» **Brief**: Report each line from the entries in which "Python" can be found.
[Start of section]
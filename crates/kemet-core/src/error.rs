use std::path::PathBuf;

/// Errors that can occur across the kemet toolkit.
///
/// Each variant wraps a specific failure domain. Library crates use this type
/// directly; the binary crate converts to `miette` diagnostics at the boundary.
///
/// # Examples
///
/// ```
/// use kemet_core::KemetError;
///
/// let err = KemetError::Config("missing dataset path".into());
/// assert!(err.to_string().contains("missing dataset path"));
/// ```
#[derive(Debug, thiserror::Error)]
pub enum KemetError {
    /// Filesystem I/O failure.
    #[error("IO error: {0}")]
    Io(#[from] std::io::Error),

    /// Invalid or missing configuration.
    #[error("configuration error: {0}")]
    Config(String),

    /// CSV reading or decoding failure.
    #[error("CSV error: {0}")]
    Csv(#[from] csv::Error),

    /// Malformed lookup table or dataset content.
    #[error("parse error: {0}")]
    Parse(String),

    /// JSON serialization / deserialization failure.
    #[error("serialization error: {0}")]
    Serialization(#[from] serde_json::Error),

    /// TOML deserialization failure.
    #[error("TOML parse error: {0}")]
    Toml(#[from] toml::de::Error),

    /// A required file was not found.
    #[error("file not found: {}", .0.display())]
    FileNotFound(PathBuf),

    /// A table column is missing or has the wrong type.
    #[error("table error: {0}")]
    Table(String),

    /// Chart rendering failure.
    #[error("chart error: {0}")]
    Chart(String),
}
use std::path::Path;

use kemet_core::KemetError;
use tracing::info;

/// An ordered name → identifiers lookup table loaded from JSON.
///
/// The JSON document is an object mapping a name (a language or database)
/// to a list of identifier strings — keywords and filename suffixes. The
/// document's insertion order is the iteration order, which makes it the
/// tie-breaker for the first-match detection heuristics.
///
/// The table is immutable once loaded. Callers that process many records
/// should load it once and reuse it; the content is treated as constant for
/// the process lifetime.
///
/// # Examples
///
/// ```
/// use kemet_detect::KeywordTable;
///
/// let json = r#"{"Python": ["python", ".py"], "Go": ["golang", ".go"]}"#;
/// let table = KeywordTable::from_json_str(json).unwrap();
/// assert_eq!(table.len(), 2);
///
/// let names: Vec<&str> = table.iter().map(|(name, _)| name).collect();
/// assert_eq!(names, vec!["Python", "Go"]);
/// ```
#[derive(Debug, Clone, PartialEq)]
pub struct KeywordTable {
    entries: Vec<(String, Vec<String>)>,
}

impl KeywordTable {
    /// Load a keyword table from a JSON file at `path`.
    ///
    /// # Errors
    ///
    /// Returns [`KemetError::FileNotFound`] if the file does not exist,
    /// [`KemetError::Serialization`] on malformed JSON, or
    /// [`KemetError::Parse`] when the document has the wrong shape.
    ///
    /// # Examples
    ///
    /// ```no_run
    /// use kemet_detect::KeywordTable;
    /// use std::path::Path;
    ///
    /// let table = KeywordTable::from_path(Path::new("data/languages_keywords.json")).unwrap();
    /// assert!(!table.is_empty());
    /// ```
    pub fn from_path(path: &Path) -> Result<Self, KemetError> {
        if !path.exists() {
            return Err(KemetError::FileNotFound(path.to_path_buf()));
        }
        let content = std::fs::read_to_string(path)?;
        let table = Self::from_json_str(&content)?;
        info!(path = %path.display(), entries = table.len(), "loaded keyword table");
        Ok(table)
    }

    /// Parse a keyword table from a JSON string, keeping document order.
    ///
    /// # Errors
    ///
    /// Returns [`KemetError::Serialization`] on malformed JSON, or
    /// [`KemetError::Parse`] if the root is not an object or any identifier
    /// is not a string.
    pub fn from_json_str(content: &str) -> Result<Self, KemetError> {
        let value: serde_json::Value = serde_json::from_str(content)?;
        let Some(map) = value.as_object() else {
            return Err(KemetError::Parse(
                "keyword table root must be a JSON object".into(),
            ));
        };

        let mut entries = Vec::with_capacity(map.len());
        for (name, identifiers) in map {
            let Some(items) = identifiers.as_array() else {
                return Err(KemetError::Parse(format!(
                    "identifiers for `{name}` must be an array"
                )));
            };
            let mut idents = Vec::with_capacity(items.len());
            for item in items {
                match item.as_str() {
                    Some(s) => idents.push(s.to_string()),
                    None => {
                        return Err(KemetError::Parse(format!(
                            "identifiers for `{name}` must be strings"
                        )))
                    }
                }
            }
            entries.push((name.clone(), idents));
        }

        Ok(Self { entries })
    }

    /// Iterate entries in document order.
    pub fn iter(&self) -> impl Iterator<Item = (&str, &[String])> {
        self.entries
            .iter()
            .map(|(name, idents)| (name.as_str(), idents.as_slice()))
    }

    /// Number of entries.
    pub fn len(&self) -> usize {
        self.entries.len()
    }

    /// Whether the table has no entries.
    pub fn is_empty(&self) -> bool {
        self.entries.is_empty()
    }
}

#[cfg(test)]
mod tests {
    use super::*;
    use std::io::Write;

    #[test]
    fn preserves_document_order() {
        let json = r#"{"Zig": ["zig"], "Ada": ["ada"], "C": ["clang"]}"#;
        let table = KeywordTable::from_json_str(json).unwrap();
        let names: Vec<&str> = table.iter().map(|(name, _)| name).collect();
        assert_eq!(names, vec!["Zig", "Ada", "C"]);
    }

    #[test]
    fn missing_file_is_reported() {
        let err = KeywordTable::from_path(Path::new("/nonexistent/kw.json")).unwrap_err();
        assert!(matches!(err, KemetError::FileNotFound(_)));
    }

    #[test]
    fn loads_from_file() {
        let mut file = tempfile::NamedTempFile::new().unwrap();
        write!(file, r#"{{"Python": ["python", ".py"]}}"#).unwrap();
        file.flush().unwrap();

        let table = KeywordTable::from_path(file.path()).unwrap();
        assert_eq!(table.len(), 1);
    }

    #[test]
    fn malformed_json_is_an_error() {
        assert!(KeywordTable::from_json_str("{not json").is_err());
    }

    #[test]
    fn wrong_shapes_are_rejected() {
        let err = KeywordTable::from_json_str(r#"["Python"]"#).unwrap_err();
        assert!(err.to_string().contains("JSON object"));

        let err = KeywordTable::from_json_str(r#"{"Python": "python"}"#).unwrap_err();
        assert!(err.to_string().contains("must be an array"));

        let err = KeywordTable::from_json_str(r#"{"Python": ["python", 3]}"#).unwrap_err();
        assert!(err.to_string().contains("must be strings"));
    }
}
[End of section]
» **Answer box**:
/// let json = r#"{"Python": ["python", ".py"], "Go": ["golang", ".go"]}"#;
/// assert_eq!(names, vec!["Python", "Go"]);
        write!(file, r#"{{"Python": ["python", ".py"]}}"#).unwrap();
        let err = KeywordTable::from_json_str(r#"["Python"]"#).unwrap_err();
        let err = KeywordTable::from_json_str(r#"{"Python": "python"}"#).unwrap_err();
        let err = KeywordTable::from_json_str(r#"{"Python": ["python", 3]}"#).unwrap_err();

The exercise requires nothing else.